====== Dataset

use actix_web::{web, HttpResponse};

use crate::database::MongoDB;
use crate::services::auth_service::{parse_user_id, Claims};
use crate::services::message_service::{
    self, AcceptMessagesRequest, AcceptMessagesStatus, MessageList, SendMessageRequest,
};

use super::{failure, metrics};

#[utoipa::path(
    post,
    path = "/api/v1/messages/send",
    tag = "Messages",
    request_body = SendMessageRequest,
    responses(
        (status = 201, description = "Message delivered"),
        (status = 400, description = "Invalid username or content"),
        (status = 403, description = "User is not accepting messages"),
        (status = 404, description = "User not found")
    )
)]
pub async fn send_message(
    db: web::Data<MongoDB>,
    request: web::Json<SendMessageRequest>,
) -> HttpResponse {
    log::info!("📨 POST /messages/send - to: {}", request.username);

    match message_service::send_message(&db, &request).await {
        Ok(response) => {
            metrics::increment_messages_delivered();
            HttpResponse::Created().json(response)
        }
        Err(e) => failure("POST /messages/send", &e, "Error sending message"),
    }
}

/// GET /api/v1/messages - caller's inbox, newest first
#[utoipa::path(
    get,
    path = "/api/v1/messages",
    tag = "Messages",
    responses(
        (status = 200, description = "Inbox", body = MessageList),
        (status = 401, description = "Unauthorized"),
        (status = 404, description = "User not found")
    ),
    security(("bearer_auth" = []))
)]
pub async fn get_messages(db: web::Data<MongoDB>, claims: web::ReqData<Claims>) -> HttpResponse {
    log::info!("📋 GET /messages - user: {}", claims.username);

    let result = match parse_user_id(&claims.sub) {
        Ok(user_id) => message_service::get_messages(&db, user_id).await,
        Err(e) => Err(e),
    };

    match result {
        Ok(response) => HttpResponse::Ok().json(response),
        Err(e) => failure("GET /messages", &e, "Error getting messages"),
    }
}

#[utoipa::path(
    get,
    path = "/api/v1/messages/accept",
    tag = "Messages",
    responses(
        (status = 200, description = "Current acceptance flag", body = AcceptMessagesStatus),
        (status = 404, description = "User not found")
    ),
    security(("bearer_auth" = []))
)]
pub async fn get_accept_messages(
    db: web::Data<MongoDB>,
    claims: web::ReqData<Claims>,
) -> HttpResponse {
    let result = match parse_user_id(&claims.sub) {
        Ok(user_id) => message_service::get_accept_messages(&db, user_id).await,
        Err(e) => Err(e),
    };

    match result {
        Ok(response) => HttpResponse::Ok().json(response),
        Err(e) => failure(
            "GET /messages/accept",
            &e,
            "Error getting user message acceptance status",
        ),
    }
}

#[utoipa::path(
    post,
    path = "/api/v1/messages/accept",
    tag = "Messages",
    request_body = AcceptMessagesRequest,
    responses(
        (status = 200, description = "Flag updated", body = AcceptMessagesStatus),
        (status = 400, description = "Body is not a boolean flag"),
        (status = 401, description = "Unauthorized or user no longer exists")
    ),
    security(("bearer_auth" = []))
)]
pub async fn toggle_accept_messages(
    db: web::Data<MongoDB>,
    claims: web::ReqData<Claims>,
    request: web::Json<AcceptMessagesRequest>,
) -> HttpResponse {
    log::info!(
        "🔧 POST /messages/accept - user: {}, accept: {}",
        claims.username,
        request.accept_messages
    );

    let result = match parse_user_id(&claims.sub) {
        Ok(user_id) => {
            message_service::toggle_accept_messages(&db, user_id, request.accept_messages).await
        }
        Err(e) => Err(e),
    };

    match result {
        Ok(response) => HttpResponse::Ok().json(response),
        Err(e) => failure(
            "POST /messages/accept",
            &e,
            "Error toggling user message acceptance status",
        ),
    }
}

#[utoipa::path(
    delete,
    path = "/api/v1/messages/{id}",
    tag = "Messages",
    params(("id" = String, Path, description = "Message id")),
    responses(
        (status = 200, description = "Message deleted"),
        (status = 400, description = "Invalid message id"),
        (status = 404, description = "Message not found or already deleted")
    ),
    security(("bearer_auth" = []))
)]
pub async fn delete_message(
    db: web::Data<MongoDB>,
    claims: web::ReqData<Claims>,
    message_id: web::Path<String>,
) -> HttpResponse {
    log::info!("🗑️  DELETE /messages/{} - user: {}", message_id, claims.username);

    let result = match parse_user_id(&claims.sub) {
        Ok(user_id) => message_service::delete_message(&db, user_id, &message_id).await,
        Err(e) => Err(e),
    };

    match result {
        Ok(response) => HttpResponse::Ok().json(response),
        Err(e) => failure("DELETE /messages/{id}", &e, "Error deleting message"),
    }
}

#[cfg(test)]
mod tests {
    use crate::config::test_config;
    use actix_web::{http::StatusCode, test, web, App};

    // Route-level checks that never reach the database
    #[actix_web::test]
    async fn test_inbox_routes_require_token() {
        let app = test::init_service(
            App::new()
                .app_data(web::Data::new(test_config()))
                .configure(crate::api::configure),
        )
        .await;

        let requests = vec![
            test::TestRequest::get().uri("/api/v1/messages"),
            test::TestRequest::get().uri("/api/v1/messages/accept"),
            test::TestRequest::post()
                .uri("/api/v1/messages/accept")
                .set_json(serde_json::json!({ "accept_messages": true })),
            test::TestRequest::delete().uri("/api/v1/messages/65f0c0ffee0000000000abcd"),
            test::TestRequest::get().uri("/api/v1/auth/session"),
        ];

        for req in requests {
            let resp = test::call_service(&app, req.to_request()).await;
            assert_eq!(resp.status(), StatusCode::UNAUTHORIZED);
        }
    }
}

============
====== Dataset

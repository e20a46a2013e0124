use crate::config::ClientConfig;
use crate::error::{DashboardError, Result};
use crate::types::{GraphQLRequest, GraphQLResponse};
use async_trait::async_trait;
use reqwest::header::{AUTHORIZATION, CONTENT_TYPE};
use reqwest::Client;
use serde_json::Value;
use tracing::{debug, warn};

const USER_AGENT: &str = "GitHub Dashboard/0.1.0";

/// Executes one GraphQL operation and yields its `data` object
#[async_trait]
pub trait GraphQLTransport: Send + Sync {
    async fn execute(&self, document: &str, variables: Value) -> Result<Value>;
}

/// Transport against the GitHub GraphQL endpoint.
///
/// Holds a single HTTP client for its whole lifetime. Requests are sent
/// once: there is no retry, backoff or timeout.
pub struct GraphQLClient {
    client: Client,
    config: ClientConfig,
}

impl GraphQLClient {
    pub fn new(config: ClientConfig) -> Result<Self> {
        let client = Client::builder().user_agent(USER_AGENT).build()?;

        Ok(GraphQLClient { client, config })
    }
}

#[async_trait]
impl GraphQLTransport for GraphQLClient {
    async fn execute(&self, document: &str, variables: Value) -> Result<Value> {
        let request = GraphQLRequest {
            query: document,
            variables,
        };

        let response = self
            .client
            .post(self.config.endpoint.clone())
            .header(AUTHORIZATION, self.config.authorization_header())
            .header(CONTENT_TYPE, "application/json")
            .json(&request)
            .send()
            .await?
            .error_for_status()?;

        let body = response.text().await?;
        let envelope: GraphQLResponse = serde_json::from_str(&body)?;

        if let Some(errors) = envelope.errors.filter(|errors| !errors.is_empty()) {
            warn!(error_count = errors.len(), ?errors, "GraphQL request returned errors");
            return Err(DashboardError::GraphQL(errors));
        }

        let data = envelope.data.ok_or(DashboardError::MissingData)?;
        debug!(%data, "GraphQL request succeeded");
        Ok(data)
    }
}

============

> [Problem description]:
Whenever the string "AcceptMessagesRequest" shows up in a line of the records, that line counts; state how many lines count, and only that.

> [Exercise response]:
3